With these examples the author mocks the language of economic textbooks that call to “imagine a society without barter” as a lack of imaginative powers of most economist (p.32). Economics assumes a division between different spheres of human behavior that in these cases doesn’t exist. But the vision of the world that forms the basis of economic textbooks is such a part of our common sense that we find it hard to imagine otherwise.
Thus in economics textbooks problem “double coincidence of wants” for barter to happen is not immediate it is much more complicated than that. Instead of an immediate exchange of items, everyone simply keeps track of who owes what to whom. E.g. in money given at weddings in Pakistani weddings is noted down, similarly money given in closed envelopes at funerals in Indonesia is also put down in record.)
In most gift economies one establishes a series of ranked categories of things referred to by anthropologists as different “spheres of exchange” (p.36).
There is good reason to believe that barter is a recent phenomenon, wide spread in modern times. Scholars have now checked examples used by Adam Smith (examples of fish and nails and tobacco being used as money) and found that these people had been familiar with money and were using money as a unit of account (p.38).
The translation of Egyptian hieroglyphics and Mesopotamian cuneiform pushed back written history by three millennia to 3500 BC (Smith’s time was only till Homer circa 800 BC) and revealed that credit systems preceded the invention of coinage by thousands of years (p.38). Money was used in Sumerian economy by bureaucrats to keep track of resources and move things between departments, and it thus debts were calculate in form of Silver. Debts while calculated in Silver could be paid in any form from goats, to furniture or lapis Lazuli.

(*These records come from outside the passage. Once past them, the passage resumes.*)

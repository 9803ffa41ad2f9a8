//! # Vertex Data Structures
//!
//! GPU-compatible vertex and per-instance formats shared by the depth and lit
//! pipelines. Static geometry uses the same layout as skinned geometry with
//! all of its weight on joint 0.

use cgmath::Matrix4;

/// Influences a single vertex can receive from the joint palette
pub const MAX_JOINT_INFLUENCES: usize = 4;

/// A 3D vertex with position, normal and skinning data.
///
/// # Memory Layout
///
/// `#[repr(C)]` keeps the layout in step with [`Vertex3D::desc`]:
///
/// - location 0: `position` (Float32x3)
/// - location 1: `normal` (Float32x3)
/// - location 2: `joints` (Uint32x4)
/// - location 3: `weights` (Float32x4)
#[repr(C)]
#[derive(Copy, Clone, Debug, PartialEq, bytemuck::Pod, bytemuck::Zeroable)]
pub struct Vertex3D {
    /// 3D position coordinates [x, y, z]
    pub position: [f32; 3],
    /// 3D normal vector [nx, ny, nz] for lighting calculations
    pub normal: [f32; 3],
    /// Indices into the drawable's joint palette
    pub joints: [u32; MAX_JOINT_INFLUENCES],
    /// Weight of each joint; sums to 1
    pub weights: [f32; MAX_JOINT_INFLUENCES],
}

impl Vertex3D {
    /// A vertex fully bound to joint 0, which is the identity for static meshes.
    pub fn new(position: [f32; 3], normal: [f32; 3]) -> Self {
        Self {
            position,
            normal,
            joints: [0; MAX_JOINT_INFLUENCES],
            weights: [1.0, 0.0, 0.0, 0.0],
        }
    }

    pub fn skinned(
        position: [f32; 3],
        normal: [f32; 3],
        joints: [u32; MAX_JOINT_INFLUENCES],
        weights: [f32; MAX_JOINT_INFLUENCES],
    ) -> Self {
        Self {
            position,
            normal,
            joints,
            weights,
        }
    }

    /// Returns the vertex buffer layout for wgpu rendering.
    pub fn desc() -> wgpu::VertexBufferLayout<'static> {
        const ATTRIBUTES: [wgpu::VertexAttribute; 4] = wgpu::vertex_attr_array![
            0 => Float32x3,
            1 => Float32x3,
            2 => Uint32x4,
            3 => Float32x4
        ];
        wgpu::VertexBufferLayout {
            array_stride: std::mem::size_of::<Vertex3D>() as wgpu::BufferAddress,
            step_mode: wgpu::VertexStepMode::Vertex,
            attributes: &ATTRIBUTES,
        }
    }
}

/// Per-instance model matrix, stepped once per instance
#[repr(C)]
#[derive(Copy, Clone, Debug, PartialEq, bytemuck::Pod, bytemuck::Zeroable)]
pub struct InstanceRaw {
    pub model: [[f32; 4]; 4],
}

impl From<Matrix4<f32>> for InstanceRaw {
    fn from(matrix: Matrix4<f32>) -> Self {
        Self {
            model: matrix.into(),
        }
    }
}

impl InstanceRaw {
    /// Layout occupying shader locations 4 to 7, one column per location.
    pub fn desc() -> wgpu::VertexBufferLayout<'static> {
        const ATTRIBUTES: [wgpu::VertexAttribute; 4] = wgpu::vertex_attr_array![
            4 => Float32x4,
            5 => Float32x4,
            6 => Float32x4,
            7 => Float32x4
        ];
        wgpu::VertexBufferLayout {
            array_stride: std::mem::size_of::<InstanceRaw>() as wgpu::BufferAddress,
            step_mode: wgpu::VertexStepMode::Instance,
            attributes: &ATTRIBUTES,
        }
    }
}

By early 20th century the theory of the history of money being systematically refuted by all this anthropological evidence was ripe for a rewriting. Mitchell-Innes ground breaking work in this regards are his two essays Banking Law Journal (1913 and 1914) where he lays out the false assumptions of existing economic history.
Reversal of Monetary History Mitchell-Innes suggested that what we need now is a “history of debt”. But this history was never written, economists didn’t refute him instead just ignored him.
Our standard account of monetary history is precisely backwards. Virtual money came first, coins came much later, with uneven use and never replacing credit systems. Barter was an accidental byproduct of use of coinage or paper money, which people used to cash transactions do when for some reason they don’t have access to currency.